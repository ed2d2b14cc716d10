mod log;

pub use self::log::LogConfig;
use clap::Args;
use snafu::ResultExt;
use tokio::io::{AsyncWrite, AsyncWriteExt};

use crate::{
    cli::{
        error::{self, Error},
        internal::{self, PodTargetArgs},
    },
    config::Config,
    pod_exec::ExecOutput,
    request::ConnectionFlags,
};

#[derive(Args, Clone)]
pub struct ExecCommand {
    #[command(flatten)]
    pub target: PodTargetArgs,

    #[arg(
        help = "Command to execute in the ingress-nginx container",
        required = true,
        last = true
    )]
    pub command: Vec<String>,
}

impl ExecCommand {
    pub async fn run(self, flags: ConnectionFlags, config: Config) -> Result<(), Error> {
        let Self { target, command } = self;
        let context = internal::connect(flags).await?;
        let output = target.exec(&context, &config, command).await?;
        write_output(&output, &mut tokio::io::stdout(), &mut tokio::io::stderr()).await
    }
}

/// Forwards the stderr of the command first, then its stdout.
async fn write_output<O, E>(
    output: &ExecOutput,
    stdout: &mut O,
    stderr: &mut E,
) -> Result<(), Error>
where
    O: AsyncWrite + Unpin,
    E: AsyncWrite + Unpin,
{
    stderr.write_all(output.stderr.as_bytes()).await.context(error::WriteStderrSnafu)?;
    stderr.flush().await.context(error::WriteStderrSnafu)?;

    stdout.write_all(output.stdout.as_bytes()).await.context(error::WriteStdoutSnafu)?;
    stdout.flush().await.context(error::WriteStdoutSnafu)
}
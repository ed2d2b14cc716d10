use kube::config::{KubeConfigOptions, Kubeconfig};
use snafu::ResultExt;

use crate::{
    cli::{Error, error},
    request::{ConnectionFlags, Context, KubeCluster},
};

/// Builds the cluster context for `flags`.
///
/// An explicit kubeconfig file or context is honored; otherwise the
/// configuration is inferred the way `kubectl` does it.
///
/// # Errors
///
/// Fails when no usable client configuration can be found.
pub async fn connect(flags: ConnectionFlags) -> Result<Context<KubeCluster>, Error> {
    let options =
        KubeConfigOptions { context: flags.context.clone(), ..KubeConfigOptions::default() };

    let config = match (&flags.kubeconfig, &flags.context) {
        (Some(path), _) => {
            let kubeconfig = Kubeconfig::read_from(path)
                .with_context(|_| error::LoadKubeconfigSnafu { path: path.clone() })?;
            kube::Config::from_custom_kubeconfig(kubeconfig, &options)
                .await
                .with_context(|_| error::LoadKubeconfigSnafu { path: path.clone() })?
        }
        (None, Some(_)) => kube::Config::from_kubeconfig(&options)
            .await
            .context(error::KubeconfigContextSnafu)?,
        (None, None) => kube::Config::infer().await.context(error::InferKubeConfigSnafu)?,
    };

    tracing::debug!("Connecting to {}", config.cluster_url);
    let client = kube::Client::try_from(config).context(error::KubeConfigSnafu)?;
    Ok(Context::new(KubeCluster::from(client), flags))
}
+--
Assigned task: Only the lines from the one containing "(Some(path), _) =>" through the final line of the material should be printed, each word for word. Both of those lines count.

Worked solution:
        (Some(path), _) => {
            let kubeconfig = Kubeconfig::read_from(path)
                .with_context(|_| error::LoadKubeconfigSnafu { path: path.clone() })?;
            kube::Config::from_custom_kubeconfig(kubeconfig, &options)
                .await
                .with_context(|_| error::LoadKubeconfigSnafu { path: path.clone() })?
        }
        (None, Some(_)) => kube::Config::from_kubeconfig(&options)
            .await
            .context(error::KubeconfigContextSnafu)?,
        (None, None) => kube::Config::infer().await.context(error::InferKubeConfigSnafu)?,
    };

    tracing::debug!("Connecting to {}", config.cluster_url);
    let client = kube::Client::try_from(config).context(error::KubeConfigSnafu)?;
    Ok(Context::new(KubeCluster::from(client), flags))
}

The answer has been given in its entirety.